A má convivência com Mary Barrie, a partir do momento em que o futuro criador do garoto que se recusa a crescer é tragado pela família Davies, é ponto fraco da trama devido a atuação morna de Radha Mitchell. Na fita, sua fria interpretação contradiz com os decotes extravagantes que ela não cansa de exibir. Fora isso, os cenários naturais dão requintes cabalísticos ao longa-metragem. Nos Estados Unidos, onde estreou há mais dias, a película ocupa um honroso oitavo lugar no ranking dos mais vistos. A lista pode ser considerada das mais qualitativas, pois nela estão, nos mais assistidos, “Menina de Ouro”, de Clint Eastwood; “O Aviador”, de Martin Scorsese e “Perto Demais”. Existe, claro, as exceções, como terror trash de “Jogos Mortais” e a continuação da cinessérie “Harry Potter” com o cálice de fogo. “Em Busca da Terra do Nunca” possui minutos encantadores, e, como todo, é bom. Não para levantar a taça da Academia, mas para deixar “boas lembranças”. O adulto girando a manivela do tempo para voltar a ser criança, agregando a experiência à inocência crua dos pequenos.

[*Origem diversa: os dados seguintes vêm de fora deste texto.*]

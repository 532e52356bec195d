//! Persisted parameter storage.
//!
//! Parameters declared with `persist = true` keep their last value across
//! registry reloads; everything else resets to its declared default. The
//! store is a plain string key-value surface so hosts can substitute their
//! own preference backend.

use std::collections::BTreeMap;
use std::path::PathBuf;
use std::sync::Mutex;

use tracing::warn;

/// Key-value store for persisted parameter values, keyed by storage ID.
pub trait ParamStore: Send + Sync {
    fn get(&self, id: &str) -> Option<String>;
    fn set(&self, id: &str, value: &str);
    fn unset(&self, id: &str);
}

/// In-memory store, mostly for tests and hosts without persistence.
#[derive(Default)]
pub struct MemoryStore {
    values: Mutex<BTreeMap<String, String>>,
}

impl MemoryStore {
    pub fn new() -> Self {
        Self::default()
    }
}

impl ParamStore for MemoryStore {
    fn get(&self, id: &str) -> Option<String> {
        self.values.lock().ok()?.get(id).cloned()
    }

    fn set(&self, id: &str, value: &str) {
        if let Ok(mut values) = self.values.lock() {
            values.insert(id.to_string(), value.to_string());
        }
    }

    fn unset(&self, id: &str) {
        if let Ok(mut values) = self.values.lock() {
            values.remove(id);
        }
    }
}

/// File-backed store persisting to a JSON object on every mutation.
pub struct JsonFileStore {
    path: PathBuf,
    values: Mutex<BTreeMap<String, String>>,
}

impl JsonFileStore {
    /// Open the store, loading any existing file. A missing file starts
    /// empty; an unreadable one is logged and ignored.
    pub fn open(path: impl Into<PathBuf>) -> Self {
        let path = path.into();
        let values = match std::fs::read_to_string(&path) {
            Ok(content) => match serde_json::from_str(&content) {
                Ok(values) => values,
                Err(e) => {
                    warn!("Ignoring corrupt param store {}: {}", path.display(), e);
                    BTreeMap::new()
                }
            },
            Err(_) => BTreeMap::new(),
        };
        Self {
            path,
            values: Mutex::new(values),
        }
    }

    fn flush(&self, values: &BTreeMap<String, String>) {
        if let Some(parent) = self.path.parent() {
            let _ = std::fs::create_dir_all(parent);
        }
        match serde_json::to_string_pretty(values) {
            Ok(content) => {
                if let Err(e) = std::fs::write(&self.path, content) {
                    warn!("Failed to write param store {}: {}", self.path.display(), e);
                }
            }
            Err(e) => warn!("Failed to serialize param store: {}", e),
        }
    }
}

impl ParamStore for JsonFileStore {
    fn get(&self, id: &str) -> Option<String> {
        self.values.lock().ok()?.get(id).cloned()
    }

    fn set(&self, id: &str, value: &str) {
        if let Ok(mut values) = self.values.lock() {
            values.insert(id.to_string(), value.to_string());
            self.flush(&values);
        }
    }

    fn unset(&self, id: &str) {
        if let Ok(mut values) = self.values.lock() {
            values.remove(id);
            self.flush(&values);
        }
    }
}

“Em Busca da Terra do Nunca” é totalmente o contrário de “A Última Ceia”. O filme de quatro anos atrás, com Halle como protagonista, narra as desventuras de uma outra família, de carcereiros da prisão principal de pequena cidade. Halle é Letícia, esposa à espera do falecimento do marido, que está no corredor da morte. Após a execução, ela se vê mergulhada em dívidas e ameaçada de despejo. Ao lado do filho obeso Tyrrel, a moça não sabe o que fazer. Encontra então Hank, sem saber que ele era o carcereiro no dia do desaparecimento de seu ex-marido. Hank também tem uma tragédia nas costas e espera superá-la o mais rápido possível. Quando ambos de juntam nessa busca incessante por paz, acabam se apaixonando. As cenas tórridas de sexo da dupla impressiona. Berry e Billy Bob Thornton (Hank) se entrosaram bem e a atriz mostra a boa forma em que está. “A Última Ceia” foi o trabalho antecessor a “Em Busca da Terra do Nunca”. E Marc acerta nos dois. A pouca idade (quase 36 anos) demonstra seu exímio esmero em cada cena. Os profissionais cooperam e o resulta sai bom.